(Assignment):
What lines in the records below mention "mpsc"? List them all.

(Dataset entries):
※

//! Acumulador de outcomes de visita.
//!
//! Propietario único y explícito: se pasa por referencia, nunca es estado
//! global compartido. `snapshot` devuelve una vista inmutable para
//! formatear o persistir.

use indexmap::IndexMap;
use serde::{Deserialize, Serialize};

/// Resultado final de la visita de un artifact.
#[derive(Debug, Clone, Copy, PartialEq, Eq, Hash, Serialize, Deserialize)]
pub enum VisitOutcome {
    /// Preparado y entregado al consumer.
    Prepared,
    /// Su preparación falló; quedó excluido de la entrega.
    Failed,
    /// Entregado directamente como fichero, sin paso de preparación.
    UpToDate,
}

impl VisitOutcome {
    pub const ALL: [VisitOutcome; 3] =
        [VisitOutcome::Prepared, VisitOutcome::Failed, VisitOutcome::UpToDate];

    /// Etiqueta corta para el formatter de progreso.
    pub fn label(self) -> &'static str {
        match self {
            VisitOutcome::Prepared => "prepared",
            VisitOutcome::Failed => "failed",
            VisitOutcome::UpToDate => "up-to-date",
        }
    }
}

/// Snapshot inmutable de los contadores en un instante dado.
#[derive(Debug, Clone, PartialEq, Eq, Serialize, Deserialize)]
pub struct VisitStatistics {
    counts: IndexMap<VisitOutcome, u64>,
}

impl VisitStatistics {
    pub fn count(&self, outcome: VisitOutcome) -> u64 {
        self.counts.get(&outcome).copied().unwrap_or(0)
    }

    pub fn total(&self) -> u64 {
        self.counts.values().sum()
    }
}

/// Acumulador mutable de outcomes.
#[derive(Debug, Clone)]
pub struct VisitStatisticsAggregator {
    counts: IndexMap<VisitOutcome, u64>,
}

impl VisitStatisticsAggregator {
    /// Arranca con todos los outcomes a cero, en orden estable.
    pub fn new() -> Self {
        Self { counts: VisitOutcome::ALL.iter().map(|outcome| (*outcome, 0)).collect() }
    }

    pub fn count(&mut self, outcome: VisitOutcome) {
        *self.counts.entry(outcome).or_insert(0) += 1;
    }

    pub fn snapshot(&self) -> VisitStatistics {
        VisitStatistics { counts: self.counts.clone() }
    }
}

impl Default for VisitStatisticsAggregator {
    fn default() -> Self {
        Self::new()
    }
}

※

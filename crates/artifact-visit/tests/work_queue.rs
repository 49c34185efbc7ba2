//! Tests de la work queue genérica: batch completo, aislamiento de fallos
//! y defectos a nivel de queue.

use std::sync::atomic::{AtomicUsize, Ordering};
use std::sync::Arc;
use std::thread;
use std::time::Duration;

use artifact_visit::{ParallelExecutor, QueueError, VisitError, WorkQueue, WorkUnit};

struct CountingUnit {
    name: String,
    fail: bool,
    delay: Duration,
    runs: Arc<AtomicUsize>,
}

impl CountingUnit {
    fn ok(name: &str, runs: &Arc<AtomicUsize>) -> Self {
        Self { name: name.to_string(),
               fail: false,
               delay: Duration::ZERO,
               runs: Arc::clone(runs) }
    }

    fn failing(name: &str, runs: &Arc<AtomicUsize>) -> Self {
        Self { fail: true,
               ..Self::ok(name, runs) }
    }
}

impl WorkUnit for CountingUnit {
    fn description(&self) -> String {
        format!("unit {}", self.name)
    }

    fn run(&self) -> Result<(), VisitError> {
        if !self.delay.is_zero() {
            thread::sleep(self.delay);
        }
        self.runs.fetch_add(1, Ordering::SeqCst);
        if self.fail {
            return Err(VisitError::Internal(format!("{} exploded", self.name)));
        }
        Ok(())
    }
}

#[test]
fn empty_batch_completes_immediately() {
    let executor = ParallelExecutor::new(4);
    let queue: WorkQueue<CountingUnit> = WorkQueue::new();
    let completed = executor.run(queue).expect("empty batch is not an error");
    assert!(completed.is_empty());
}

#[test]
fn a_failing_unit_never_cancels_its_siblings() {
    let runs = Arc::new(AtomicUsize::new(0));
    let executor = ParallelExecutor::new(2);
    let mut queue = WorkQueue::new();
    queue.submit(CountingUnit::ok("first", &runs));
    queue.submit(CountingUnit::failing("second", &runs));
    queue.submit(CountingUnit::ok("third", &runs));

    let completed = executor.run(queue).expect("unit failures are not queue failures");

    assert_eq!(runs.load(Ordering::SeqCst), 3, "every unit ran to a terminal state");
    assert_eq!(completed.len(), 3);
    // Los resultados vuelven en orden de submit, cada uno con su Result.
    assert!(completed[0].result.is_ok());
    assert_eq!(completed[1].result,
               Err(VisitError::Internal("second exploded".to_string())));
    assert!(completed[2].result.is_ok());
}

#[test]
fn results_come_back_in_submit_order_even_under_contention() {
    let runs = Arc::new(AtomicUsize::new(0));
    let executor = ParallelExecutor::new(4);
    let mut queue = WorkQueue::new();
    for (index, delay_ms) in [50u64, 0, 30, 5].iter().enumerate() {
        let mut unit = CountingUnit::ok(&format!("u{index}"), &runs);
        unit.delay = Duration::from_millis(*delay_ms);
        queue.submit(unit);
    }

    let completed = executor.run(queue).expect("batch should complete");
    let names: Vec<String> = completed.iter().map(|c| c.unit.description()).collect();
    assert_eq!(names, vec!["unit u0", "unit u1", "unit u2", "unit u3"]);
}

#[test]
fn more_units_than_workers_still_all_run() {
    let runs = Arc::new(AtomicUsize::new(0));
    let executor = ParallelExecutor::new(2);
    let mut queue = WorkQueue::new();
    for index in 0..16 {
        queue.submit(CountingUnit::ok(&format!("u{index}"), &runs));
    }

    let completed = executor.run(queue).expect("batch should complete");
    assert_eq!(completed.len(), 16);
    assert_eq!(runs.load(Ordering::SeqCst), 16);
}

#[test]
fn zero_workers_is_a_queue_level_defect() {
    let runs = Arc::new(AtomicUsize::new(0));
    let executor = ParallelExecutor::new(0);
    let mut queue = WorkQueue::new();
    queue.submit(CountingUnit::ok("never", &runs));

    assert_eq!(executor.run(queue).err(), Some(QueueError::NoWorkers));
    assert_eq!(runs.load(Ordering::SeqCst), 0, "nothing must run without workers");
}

※

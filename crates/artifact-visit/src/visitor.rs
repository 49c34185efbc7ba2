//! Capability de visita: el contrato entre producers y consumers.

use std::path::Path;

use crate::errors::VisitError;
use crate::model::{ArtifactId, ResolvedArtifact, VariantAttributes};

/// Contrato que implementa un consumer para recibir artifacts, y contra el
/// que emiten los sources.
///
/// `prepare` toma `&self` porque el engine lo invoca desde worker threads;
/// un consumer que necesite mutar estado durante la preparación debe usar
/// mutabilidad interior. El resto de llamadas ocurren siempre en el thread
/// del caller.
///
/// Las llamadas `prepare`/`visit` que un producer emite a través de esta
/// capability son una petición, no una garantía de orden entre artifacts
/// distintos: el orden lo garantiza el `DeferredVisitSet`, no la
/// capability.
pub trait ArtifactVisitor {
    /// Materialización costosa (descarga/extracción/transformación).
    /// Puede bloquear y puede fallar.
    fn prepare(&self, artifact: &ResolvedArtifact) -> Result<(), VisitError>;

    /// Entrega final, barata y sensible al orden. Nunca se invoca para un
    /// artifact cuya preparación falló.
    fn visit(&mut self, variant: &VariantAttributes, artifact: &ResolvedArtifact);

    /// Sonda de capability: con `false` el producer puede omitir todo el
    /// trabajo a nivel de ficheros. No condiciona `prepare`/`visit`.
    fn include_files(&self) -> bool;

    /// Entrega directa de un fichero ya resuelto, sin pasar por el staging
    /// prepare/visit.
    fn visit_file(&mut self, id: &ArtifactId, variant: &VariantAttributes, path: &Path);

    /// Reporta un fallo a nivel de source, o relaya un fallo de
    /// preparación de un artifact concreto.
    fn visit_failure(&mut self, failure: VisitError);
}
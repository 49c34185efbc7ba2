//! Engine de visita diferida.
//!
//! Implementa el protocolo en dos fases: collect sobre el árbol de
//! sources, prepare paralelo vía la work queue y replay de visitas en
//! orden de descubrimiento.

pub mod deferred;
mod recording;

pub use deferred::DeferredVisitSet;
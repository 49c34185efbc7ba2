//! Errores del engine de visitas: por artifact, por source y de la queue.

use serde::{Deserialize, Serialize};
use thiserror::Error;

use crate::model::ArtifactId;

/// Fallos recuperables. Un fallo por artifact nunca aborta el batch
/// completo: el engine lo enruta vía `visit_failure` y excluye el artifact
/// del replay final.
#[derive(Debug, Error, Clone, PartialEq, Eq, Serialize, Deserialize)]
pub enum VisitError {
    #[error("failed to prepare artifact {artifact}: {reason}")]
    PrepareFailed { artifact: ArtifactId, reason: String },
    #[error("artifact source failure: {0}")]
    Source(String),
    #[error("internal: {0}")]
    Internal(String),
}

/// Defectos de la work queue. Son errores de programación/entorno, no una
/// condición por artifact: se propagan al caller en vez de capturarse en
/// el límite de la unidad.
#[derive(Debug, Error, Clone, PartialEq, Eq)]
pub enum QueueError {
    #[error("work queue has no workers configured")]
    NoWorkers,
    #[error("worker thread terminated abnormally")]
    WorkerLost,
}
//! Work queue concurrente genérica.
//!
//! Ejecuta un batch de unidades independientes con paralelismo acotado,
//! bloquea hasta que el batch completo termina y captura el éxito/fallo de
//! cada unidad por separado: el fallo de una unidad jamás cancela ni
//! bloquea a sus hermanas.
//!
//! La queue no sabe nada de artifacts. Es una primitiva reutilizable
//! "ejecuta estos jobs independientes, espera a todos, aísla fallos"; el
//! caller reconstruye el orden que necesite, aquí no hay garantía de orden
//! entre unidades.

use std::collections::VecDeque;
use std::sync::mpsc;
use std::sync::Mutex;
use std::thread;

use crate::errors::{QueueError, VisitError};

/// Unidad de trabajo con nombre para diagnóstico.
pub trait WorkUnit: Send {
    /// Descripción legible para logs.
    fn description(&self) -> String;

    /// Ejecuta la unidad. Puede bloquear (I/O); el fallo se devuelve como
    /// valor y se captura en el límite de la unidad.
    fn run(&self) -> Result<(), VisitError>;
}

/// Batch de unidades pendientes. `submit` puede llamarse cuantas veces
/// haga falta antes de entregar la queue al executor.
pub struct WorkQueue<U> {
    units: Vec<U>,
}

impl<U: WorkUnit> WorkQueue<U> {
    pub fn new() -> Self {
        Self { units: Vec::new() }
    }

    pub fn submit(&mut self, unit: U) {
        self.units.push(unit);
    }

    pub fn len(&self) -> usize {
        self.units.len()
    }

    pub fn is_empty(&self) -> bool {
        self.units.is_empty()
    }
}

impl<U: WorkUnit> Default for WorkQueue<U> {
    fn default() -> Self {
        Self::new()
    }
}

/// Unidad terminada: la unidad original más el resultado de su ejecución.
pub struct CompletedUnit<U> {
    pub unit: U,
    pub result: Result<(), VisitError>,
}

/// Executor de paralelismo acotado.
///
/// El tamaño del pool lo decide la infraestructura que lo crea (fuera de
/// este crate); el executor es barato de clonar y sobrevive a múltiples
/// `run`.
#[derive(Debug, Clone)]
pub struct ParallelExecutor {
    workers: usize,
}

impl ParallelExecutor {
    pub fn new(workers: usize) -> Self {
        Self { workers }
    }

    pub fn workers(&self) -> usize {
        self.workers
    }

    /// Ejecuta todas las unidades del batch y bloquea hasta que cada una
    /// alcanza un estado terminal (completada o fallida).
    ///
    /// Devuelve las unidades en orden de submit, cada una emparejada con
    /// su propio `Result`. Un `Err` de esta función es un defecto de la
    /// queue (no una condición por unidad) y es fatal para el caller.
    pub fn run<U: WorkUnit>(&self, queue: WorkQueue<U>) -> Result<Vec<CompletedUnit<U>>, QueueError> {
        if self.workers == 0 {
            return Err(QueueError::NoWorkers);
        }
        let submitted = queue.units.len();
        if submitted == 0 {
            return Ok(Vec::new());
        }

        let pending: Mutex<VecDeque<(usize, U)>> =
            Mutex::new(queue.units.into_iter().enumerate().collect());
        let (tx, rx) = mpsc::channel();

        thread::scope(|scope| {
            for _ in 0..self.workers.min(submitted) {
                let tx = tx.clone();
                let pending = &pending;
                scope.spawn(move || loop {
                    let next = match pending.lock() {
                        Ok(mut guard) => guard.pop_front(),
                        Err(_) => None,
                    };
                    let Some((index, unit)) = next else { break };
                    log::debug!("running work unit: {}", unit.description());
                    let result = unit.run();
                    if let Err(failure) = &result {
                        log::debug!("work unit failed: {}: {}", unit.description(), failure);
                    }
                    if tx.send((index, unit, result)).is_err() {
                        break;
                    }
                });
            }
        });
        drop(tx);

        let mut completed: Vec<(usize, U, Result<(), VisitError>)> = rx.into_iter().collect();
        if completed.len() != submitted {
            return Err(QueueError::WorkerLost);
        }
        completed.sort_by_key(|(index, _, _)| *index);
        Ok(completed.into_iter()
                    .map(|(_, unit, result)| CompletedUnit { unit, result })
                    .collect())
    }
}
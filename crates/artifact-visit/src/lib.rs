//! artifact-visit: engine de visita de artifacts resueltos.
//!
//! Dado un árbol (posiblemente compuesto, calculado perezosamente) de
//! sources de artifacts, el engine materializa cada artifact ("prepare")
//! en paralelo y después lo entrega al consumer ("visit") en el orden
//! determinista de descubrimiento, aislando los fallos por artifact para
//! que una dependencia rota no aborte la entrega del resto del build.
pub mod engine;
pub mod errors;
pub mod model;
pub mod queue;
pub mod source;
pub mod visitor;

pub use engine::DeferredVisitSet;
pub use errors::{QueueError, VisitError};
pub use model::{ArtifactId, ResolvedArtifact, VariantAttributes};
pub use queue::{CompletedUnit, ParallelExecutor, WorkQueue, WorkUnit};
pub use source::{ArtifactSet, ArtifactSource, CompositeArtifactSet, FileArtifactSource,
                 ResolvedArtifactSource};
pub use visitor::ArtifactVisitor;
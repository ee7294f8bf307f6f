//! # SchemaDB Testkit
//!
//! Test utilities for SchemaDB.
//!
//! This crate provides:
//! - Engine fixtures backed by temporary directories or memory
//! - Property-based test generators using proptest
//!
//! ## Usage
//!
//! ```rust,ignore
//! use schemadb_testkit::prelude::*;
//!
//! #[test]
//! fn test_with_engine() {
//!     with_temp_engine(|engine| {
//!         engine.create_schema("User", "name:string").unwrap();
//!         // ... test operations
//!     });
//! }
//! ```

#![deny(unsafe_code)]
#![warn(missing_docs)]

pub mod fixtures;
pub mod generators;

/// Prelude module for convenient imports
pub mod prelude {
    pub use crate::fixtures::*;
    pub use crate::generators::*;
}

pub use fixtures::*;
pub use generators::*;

※

(Output):
use std::sync::mpsc;
        let (tx, rx) = mpsc::channel();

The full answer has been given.